*WORK INSTRUCTION:* Needed from the data below: every line from the one with "single palette color." up to and including the one with "height of the logo, in cells.", repeated exactly and with nothing else.

*INFORMATION:*
++++++++

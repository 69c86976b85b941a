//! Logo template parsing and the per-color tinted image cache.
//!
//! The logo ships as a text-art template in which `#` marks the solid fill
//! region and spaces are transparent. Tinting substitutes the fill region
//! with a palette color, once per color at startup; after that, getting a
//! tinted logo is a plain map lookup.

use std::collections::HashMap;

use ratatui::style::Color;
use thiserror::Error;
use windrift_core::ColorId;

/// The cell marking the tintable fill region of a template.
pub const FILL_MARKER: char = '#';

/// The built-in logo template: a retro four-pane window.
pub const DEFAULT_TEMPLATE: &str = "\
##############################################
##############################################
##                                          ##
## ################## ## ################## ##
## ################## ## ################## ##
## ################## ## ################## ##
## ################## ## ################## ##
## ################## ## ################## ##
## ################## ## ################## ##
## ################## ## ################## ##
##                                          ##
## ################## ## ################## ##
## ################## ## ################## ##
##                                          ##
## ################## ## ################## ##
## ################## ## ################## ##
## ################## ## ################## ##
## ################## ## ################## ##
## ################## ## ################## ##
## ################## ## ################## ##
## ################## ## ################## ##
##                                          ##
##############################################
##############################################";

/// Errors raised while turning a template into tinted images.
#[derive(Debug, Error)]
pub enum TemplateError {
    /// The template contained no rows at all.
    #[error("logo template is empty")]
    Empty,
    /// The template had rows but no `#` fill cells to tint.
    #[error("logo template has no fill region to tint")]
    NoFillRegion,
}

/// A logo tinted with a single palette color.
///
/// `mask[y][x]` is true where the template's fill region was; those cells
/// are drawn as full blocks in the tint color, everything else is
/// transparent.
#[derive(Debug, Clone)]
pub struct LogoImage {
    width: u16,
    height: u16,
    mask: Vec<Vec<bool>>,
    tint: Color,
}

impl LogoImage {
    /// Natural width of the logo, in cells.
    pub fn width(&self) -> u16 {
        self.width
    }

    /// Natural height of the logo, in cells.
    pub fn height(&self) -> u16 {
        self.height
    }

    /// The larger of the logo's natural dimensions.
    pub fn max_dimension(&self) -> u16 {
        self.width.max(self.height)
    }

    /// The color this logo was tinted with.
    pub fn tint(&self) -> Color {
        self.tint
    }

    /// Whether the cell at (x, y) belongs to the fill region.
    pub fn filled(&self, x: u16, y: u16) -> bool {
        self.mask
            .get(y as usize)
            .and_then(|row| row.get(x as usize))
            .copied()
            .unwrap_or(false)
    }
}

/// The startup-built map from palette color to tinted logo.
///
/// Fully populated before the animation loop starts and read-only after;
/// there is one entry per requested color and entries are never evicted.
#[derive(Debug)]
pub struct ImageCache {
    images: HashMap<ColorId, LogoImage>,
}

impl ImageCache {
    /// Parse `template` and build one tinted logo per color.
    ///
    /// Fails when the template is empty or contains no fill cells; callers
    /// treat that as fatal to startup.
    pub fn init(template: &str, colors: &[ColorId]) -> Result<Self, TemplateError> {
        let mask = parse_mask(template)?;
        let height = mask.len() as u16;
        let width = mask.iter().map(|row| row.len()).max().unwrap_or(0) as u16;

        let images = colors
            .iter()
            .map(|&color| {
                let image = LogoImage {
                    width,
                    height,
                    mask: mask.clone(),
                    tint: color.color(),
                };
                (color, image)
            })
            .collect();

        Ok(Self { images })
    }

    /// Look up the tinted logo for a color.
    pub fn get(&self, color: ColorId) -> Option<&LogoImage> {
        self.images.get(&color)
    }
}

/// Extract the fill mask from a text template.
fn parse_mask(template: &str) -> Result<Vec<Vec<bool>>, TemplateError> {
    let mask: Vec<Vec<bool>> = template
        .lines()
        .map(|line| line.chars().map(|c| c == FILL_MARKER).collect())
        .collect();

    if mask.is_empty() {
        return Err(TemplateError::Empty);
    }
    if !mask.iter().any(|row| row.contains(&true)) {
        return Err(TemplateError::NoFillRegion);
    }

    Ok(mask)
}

++++++++

*EXERCISE RESPONSE:*
/// A logo tinted with a single palette color.
///
/// `mask[y][x]` is true where the template's fill region was; those cells
/// are drawn as full blocks in the tint color, everything else is
/// transparent.
#[derive(Debug, Clone)]
pub struct LogoImage {
    width: u16,
    height: u16,
    mask: Vec<Vec<bool>>,
    tint: Color,
}

impl LogoImage {
    /// Natural width of the logo, in cells.
    pub fn width(&self) -> u16 {
        self.width
    }

    /// Natural height of the logo, in cells.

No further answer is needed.